To reduce the high recurrence rate of nephrolithiasis, patients are routinely prescribed secondary chemoprevention therapy with alkali citrate (Alkasolve; Sam-On Ltd) for uric acid stones and hypocitraturia or hydrochlorthiazide (Disothiazide; Dexcel Ltd) for hypercalciuria. However, data on adherence to these regimens are limited. The aim of this study was to assess rates of long-term adherence to alkali citrate and hydrochlorothiazide and reasons for nonadherence. Patients on follow-up for kidney stone disease at a dedicated tertiary stone clinic, from 2010 to 2016, were asked to complete a telephone survey on adherence to secondary prevention medications and reasons for nonadherence. Compliance was also verified by actual drug distribution as reported through a computerized monitoring system. The cohort included 356 patients with mean age of 58 years, 199 (64% men, 36% women) treated with alkali citrate and 143 (68% men, 32% women) treated with hydrochlorothiazide. Adherence rates were 42% in the alkali citrate group and 52% in the hydrochlorothiazide group ( = 0.05). The main reason for noncompliance in the alkali citrate group (22%) was the number of pills needed to be taken daily. Adverse drug effects were the most common reason for noncompliance in the hydrochlorothiazide group (24%) and in 10% of the alkali citrate group ( < 0.0005). Adherence was poorer in younger patients who did not regularly take other medications than in older patients with other chronic diseases and polypharmacy. About half the patients with clear metabolic abnormalities who were prescribed secondary chemoprevention with hydrochlorothiazide and alkali citrate failed to adhere to the prescribed regimen. Reasons for noncompliance differed between both drugs. The findings of this study may help clinicians to identify patients at risk for nonadherence and suggests potential means to improve compliance rates.

摘要

为了降低肾结石的高复发率,对于尿酸结石和低枸橼酸尿症患者,常规开具碱式柠檬酸(Alkasolve;Sam-On Ltd)进行二级化学预防治疗;对于高钙尿症患者,则开具氢氯噻嗪(Disothiazide;Dexcel Ltd)进行二级化学预防治疗。然而,有关这些方案依从性的数据有限。本研究旨在评估长期使用碱式柠檬酸和氢氯噻嗪的依从率以及不依从的原因。
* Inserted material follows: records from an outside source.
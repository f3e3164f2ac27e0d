use serde::{Deserialize, Serialize};
use std::fmt;
use std::ops::Range;

/// A byte range of notation source, carried through the AST so errors can
/// point back at the text.
#[derive(Debug, Clone, Copy, PartialEq, Eq, Hash, Serialize, Deserialize)]
pub struct Span {
    pub start: usize,
    pub end: usize,
}

impl Span {
    pub fn new(start: usize, end: usize) -> Self {
        Span { start, end }
    }

    pub fn len(&self) -> usize {
        self.end - self.start
    }

    pub fn is_empty(&self) -> bool {
        self.start == self.end
    }

    pub fn merge(&self, other: Span) -> Span {
        Span::new(self.start.min(other.start), self.end.max(other.end))
    }

    pub fn to_range(&self) -> Range<usize> {
        self.start..self.end
    }
}

impl From<Range<usize>> for Span {
    fn from(range: Range<usize>) -> Self {
        Span::new(range.start, range.end)
    }
}

impl fmt::Display for Span {
    fn fmt(&self, f: &mut fmt::Formatter<'_>) -> fmt::Result {
        write!(f, "{}..{}", self.start, self.end)
    }
}

#[cfg(test)]
mod tests {
    use super::*;

    #[test]
    fn merge_takes_the_hull() {
        let merged = Span::new(0, 5).merge(Span::new(3, 10));
        assert_eq!(merged, Span::new(0, 10));
    }
}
2010 年至 2016 年,在专门的三级结石诊所接受肾结石疾病随访的患者被要求完成一项关于二级预防药物依从性和不依从原因的电话调查。通过计算机化监测系统报告的实际药物分布情况,也验证了药物的依从性。

该队列包括 356 名平均年龄为 58 岁的患者,其中 199 名(64%为男性,36%为女性)接受碱式柠檬酸治疗,143 名(68%为男性,32%为女性)接受氢氯噻嗪治疗。碱式柠檬酸组的依从率为 42%,氢氯噻嗪组的依从率为 52%(=0.05)。碱式柠檬酸组不依从的主要原因是每天需要服用的药丸数量(22%)。氢氯噻嗪组最常见的不依从原因是药物不良反应(24%),而碱式柠檬酸组的这一比例为 10%(<0.0005)。与患有其他慢性疾病和多种药物治疗的老年患者相比,不经常服用其他药物的年轻患者的依从性较差。

约一半接受氢氯噻嗪和碱式柠檬酸二级化学预防治疗的代谢异常明确的患者未能遵守规定的治疗方案。两种药物的不依从原因不同。本研究的结果可能有助于临床医生识别不依从的高危患者,并提示提高依从率的潜在方法。